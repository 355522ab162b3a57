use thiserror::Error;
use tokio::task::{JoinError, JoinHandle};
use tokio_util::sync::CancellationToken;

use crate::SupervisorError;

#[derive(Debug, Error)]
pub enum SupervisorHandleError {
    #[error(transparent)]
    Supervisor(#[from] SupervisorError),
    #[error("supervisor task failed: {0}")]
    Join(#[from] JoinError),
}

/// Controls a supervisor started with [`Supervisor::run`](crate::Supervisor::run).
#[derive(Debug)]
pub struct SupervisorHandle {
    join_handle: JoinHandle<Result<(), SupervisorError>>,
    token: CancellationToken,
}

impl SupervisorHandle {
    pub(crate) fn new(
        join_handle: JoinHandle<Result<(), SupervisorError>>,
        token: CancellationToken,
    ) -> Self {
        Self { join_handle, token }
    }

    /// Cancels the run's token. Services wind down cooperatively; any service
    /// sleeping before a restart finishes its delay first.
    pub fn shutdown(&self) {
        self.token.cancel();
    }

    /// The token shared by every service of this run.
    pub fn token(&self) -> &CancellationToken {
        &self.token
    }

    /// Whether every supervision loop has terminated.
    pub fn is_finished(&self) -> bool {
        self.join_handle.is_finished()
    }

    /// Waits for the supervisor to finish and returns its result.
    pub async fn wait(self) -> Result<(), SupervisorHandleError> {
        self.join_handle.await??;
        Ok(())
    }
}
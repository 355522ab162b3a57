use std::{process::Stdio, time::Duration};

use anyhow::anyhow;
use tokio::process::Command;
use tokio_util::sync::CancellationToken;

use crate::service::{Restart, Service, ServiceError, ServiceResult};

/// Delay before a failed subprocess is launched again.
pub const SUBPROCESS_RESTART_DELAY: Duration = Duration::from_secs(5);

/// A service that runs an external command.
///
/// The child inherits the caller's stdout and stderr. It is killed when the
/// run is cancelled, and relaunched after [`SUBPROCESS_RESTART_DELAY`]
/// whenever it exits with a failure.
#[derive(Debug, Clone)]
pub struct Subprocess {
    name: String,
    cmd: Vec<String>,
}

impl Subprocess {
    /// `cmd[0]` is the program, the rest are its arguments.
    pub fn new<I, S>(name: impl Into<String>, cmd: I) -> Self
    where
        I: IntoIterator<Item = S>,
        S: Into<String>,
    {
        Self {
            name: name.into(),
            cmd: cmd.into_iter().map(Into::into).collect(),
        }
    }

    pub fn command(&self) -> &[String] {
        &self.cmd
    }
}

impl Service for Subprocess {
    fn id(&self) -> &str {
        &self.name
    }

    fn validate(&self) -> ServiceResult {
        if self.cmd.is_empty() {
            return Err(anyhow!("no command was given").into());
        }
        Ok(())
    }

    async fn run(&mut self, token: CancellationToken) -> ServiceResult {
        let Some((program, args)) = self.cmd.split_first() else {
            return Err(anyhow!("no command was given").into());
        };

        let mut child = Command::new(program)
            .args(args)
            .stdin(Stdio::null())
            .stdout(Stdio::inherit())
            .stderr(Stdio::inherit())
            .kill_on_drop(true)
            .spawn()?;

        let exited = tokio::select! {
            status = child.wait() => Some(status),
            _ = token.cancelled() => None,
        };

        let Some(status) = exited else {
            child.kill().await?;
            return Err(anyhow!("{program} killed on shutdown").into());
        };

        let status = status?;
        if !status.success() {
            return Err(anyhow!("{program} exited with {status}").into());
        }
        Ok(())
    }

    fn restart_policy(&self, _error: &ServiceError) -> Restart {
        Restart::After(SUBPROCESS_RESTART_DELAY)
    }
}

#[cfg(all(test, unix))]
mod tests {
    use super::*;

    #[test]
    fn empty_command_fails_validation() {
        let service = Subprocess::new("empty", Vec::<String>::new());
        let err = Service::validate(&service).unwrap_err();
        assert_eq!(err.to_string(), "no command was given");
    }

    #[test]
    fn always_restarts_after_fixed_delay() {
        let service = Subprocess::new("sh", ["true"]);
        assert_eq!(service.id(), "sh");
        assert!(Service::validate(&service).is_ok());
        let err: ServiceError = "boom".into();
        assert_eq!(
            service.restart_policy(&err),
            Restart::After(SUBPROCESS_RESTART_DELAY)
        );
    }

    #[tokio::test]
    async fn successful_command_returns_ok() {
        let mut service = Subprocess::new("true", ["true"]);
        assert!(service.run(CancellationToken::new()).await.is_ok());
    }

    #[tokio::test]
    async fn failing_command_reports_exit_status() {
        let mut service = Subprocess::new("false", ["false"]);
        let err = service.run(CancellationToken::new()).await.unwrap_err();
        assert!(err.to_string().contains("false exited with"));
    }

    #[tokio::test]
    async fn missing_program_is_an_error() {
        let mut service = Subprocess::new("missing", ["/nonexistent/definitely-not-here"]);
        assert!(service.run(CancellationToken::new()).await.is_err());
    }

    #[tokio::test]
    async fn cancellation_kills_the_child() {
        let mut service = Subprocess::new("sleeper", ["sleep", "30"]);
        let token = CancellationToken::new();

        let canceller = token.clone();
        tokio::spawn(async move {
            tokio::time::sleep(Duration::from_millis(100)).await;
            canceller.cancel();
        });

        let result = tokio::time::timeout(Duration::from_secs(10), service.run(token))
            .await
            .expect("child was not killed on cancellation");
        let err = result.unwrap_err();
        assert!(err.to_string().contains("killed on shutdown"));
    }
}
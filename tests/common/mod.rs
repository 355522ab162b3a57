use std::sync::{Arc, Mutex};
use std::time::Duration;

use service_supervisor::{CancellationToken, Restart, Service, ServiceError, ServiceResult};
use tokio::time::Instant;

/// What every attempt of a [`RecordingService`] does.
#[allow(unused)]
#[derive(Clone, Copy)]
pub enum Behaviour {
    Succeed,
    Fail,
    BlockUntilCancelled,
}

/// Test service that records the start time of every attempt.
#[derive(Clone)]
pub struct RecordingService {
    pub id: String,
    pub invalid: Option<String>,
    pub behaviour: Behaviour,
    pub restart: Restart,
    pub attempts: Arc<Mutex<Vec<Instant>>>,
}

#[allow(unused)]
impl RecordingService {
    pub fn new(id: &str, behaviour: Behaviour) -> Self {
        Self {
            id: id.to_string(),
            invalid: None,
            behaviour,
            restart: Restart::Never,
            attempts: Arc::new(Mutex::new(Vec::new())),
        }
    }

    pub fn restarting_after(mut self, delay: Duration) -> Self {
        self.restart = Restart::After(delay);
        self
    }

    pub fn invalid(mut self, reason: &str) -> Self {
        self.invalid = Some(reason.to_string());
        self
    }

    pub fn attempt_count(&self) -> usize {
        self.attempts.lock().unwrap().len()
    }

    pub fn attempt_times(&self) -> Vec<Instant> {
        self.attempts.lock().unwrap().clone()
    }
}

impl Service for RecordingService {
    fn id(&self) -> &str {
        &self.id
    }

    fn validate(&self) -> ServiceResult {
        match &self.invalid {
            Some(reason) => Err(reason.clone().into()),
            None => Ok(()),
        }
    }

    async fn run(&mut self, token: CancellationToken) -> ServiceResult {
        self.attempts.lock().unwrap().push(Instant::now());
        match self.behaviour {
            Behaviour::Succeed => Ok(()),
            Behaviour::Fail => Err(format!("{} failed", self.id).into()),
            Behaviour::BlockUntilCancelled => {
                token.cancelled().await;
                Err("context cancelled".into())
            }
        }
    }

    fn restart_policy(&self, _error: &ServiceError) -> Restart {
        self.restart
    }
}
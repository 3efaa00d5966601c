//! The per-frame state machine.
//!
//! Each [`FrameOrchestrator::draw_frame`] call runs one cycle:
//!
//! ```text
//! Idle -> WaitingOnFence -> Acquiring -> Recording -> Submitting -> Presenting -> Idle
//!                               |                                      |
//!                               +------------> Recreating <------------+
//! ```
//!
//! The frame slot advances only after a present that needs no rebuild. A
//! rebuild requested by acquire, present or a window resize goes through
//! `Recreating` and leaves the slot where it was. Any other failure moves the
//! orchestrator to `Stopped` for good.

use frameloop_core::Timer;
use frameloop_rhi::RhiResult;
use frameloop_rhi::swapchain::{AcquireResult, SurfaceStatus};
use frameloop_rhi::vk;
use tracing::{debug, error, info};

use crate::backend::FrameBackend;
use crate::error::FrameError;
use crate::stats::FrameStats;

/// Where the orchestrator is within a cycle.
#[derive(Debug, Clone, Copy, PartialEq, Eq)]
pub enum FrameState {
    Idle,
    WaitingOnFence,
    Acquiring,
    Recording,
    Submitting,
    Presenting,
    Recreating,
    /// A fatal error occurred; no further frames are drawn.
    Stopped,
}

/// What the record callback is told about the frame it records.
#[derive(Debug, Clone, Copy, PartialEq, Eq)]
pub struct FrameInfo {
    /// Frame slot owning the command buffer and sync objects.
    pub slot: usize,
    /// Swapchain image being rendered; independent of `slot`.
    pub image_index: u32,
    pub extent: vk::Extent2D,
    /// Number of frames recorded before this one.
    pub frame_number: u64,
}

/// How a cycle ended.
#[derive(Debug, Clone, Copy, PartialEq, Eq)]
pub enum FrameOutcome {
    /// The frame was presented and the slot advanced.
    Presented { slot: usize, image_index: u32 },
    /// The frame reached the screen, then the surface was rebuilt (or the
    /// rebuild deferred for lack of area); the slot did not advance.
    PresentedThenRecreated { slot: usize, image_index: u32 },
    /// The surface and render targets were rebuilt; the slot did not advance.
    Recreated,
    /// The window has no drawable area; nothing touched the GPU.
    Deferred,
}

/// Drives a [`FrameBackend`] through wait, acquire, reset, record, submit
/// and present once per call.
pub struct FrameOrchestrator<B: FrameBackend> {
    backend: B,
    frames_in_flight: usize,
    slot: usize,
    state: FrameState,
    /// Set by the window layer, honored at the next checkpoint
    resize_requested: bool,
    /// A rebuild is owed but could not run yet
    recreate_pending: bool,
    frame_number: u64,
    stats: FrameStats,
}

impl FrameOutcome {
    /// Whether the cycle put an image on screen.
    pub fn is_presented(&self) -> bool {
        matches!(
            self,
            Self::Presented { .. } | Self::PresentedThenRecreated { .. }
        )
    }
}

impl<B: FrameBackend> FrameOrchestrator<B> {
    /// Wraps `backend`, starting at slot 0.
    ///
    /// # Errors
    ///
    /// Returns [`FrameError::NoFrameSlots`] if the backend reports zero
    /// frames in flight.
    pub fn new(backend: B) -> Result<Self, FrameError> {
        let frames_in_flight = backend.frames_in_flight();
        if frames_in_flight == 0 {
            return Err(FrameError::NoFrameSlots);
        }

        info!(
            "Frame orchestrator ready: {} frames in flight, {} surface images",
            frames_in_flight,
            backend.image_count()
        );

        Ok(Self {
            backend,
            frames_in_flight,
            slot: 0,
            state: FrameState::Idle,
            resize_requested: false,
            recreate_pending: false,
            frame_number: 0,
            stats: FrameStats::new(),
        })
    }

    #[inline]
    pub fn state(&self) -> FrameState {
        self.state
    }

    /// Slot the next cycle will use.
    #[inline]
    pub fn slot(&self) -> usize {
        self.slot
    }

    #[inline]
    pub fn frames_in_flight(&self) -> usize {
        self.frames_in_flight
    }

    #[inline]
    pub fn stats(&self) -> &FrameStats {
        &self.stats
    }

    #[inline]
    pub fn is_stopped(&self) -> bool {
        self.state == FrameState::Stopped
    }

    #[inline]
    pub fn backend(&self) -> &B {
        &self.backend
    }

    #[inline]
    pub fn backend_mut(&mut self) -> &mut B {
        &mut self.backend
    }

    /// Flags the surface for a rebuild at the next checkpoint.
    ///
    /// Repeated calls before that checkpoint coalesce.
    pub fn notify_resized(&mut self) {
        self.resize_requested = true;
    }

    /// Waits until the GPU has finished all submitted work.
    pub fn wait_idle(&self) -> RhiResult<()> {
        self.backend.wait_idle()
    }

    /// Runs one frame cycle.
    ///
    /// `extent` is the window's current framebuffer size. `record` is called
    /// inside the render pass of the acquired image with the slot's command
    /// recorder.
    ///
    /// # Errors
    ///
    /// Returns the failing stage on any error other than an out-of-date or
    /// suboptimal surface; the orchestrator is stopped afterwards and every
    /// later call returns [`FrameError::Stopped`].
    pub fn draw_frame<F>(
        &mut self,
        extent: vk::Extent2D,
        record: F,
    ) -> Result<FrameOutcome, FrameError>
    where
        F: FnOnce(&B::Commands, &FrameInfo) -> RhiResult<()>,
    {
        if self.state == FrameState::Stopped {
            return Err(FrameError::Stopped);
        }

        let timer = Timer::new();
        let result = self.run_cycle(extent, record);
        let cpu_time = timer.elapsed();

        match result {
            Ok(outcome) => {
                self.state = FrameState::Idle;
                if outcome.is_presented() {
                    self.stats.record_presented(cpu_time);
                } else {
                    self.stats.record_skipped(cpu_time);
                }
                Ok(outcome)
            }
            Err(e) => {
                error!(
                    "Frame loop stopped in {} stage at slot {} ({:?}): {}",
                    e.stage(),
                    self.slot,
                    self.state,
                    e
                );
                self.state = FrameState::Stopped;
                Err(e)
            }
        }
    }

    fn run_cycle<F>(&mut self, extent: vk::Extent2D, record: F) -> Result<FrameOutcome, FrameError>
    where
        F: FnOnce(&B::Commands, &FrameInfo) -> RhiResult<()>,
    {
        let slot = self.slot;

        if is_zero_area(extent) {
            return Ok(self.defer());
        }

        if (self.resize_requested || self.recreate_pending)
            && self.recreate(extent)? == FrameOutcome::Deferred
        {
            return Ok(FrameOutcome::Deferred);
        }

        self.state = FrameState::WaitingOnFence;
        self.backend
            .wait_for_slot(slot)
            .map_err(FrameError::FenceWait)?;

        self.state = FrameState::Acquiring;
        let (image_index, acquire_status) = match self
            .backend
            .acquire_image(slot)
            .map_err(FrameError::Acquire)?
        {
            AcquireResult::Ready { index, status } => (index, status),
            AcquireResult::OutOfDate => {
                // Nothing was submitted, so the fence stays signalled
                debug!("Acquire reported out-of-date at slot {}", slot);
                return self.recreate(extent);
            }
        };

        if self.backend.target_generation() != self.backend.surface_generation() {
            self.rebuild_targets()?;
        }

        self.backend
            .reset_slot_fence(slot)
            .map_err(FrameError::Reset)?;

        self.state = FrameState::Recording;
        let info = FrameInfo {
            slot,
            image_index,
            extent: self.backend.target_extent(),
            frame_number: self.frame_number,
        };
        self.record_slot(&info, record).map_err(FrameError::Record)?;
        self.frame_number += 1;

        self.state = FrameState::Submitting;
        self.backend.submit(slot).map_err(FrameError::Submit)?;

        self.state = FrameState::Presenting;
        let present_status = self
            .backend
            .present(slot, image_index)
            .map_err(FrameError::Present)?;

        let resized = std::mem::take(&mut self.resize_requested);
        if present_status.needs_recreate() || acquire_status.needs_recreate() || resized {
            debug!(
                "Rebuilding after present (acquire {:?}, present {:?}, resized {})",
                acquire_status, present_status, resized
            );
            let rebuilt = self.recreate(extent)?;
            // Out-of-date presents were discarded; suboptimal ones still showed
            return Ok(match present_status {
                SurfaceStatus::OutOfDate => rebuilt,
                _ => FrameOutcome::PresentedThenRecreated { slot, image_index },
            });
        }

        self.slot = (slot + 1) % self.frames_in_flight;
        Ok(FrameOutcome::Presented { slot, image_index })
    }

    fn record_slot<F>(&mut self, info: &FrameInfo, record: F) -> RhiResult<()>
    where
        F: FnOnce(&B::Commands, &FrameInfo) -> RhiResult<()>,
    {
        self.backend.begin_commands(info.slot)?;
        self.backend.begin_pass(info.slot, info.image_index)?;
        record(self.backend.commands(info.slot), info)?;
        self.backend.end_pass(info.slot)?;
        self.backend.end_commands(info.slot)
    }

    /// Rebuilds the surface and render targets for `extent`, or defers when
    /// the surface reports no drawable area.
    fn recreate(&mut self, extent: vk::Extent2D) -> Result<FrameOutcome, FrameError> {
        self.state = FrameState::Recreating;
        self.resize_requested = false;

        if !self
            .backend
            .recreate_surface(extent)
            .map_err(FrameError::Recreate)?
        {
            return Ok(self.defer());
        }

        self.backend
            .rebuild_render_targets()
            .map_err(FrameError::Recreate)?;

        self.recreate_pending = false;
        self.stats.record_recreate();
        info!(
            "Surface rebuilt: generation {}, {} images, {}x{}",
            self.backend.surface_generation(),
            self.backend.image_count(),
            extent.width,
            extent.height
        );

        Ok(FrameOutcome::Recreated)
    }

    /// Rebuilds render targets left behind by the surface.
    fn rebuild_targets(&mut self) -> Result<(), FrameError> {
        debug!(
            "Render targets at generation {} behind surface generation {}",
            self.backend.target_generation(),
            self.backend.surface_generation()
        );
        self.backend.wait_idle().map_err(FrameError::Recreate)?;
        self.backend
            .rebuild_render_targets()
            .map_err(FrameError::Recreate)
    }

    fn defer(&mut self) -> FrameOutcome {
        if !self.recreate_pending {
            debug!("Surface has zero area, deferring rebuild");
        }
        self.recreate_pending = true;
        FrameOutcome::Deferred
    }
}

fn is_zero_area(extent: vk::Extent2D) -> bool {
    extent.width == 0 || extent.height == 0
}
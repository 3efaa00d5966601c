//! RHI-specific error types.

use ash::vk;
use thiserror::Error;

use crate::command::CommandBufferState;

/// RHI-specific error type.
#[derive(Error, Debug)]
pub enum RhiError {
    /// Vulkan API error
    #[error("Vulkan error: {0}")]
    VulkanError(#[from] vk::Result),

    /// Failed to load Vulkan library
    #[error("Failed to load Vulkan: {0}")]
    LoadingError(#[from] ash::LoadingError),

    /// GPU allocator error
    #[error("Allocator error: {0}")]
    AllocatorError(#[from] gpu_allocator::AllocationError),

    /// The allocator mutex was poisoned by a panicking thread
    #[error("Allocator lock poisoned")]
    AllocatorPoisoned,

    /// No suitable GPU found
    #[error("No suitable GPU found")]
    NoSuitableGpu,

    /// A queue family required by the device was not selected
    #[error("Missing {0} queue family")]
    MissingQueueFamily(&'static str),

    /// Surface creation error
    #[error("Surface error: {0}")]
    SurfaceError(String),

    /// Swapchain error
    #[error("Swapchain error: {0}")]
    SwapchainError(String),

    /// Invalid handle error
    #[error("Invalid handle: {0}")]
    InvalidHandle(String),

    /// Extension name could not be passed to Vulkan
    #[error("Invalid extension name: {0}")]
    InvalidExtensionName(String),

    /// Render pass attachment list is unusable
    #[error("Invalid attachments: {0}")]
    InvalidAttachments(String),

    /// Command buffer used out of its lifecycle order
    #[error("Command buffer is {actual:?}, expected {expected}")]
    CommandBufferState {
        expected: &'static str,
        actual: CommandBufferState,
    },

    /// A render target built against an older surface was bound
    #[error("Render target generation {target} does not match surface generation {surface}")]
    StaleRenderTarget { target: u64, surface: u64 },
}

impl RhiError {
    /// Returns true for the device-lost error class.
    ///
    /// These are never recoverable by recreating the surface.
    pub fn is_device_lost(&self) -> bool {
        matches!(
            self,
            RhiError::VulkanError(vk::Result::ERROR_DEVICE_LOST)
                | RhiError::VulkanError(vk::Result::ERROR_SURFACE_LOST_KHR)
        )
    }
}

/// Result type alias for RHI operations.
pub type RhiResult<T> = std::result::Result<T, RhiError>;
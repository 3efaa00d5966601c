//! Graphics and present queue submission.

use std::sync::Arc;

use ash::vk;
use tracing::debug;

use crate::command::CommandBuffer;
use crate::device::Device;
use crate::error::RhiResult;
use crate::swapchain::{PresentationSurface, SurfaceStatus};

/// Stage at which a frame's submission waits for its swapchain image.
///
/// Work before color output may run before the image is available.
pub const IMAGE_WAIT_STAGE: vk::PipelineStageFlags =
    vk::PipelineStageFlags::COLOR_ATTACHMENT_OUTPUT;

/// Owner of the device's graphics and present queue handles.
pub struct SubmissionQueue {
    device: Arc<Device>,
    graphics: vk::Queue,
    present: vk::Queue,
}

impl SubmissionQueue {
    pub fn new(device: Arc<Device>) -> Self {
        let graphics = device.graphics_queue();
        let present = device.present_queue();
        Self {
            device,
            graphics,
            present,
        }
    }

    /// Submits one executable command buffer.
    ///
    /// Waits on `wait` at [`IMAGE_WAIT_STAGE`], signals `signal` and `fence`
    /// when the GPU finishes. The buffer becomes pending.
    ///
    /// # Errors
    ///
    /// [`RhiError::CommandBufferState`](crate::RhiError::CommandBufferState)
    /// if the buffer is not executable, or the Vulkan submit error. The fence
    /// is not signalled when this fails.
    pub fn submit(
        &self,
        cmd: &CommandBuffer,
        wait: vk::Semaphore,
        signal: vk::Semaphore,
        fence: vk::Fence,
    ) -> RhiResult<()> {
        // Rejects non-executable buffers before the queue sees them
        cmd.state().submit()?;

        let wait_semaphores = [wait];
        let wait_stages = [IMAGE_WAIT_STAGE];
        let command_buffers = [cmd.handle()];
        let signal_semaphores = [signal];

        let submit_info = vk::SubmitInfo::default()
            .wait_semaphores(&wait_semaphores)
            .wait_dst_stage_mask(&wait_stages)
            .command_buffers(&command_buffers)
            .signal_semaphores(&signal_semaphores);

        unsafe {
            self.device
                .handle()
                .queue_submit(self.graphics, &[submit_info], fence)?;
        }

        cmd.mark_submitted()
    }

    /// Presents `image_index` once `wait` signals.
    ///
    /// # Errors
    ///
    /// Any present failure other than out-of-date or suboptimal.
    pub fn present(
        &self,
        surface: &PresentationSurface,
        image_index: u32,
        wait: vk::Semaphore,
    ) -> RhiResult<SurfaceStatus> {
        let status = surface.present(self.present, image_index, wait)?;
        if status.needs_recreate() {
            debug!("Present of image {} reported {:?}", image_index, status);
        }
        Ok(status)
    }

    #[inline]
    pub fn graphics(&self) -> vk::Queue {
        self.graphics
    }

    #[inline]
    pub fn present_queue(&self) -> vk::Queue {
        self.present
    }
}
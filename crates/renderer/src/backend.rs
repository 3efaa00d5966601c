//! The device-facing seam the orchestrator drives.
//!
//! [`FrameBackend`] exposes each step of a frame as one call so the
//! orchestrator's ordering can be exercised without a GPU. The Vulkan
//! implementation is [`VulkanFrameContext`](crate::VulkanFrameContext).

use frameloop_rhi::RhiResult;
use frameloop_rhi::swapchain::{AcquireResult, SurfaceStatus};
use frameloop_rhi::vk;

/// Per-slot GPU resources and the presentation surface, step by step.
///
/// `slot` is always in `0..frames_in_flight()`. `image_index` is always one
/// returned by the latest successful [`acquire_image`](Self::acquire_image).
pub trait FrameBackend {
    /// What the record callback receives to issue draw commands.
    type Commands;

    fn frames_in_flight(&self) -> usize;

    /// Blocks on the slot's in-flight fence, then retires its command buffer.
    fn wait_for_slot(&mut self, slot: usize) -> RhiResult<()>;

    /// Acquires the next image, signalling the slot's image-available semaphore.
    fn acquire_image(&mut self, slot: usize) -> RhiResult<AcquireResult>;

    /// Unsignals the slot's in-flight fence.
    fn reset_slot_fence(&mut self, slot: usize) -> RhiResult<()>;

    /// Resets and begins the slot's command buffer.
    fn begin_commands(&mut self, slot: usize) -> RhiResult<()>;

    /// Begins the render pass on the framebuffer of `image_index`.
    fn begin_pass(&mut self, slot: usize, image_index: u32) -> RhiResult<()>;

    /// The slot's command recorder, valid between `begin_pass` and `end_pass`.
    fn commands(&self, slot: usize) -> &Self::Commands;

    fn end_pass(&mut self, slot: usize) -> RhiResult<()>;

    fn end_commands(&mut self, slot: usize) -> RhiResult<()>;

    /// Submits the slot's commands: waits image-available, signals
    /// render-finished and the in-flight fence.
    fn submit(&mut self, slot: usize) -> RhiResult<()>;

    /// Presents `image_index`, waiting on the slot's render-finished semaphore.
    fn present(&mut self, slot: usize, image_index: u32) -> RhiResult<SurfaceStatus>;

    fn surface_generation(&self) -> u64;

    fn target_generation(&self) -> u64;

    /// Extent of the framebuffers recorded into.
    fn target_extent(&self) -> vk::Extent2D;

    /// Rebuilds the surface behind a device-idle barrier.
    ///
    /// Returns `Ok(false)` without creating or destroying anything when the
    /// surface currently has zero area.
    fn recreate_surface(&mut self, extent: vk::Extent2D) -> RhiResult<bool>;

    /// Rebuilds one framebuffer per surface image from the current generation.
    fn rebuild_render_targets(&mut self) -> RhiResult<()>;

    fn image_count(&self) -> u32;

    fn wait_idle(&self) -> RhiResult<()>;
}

**********

Directions for this task:
What lines of the preceding data include the string "Acquiring"? Pull them out.

Your response:
//! Idle -> WaitingOnFence -> Acquiring -> Recording -> Submitting -> Presenting -> Idle
    Acquiring,
        self.state = FrameState::Acquiring;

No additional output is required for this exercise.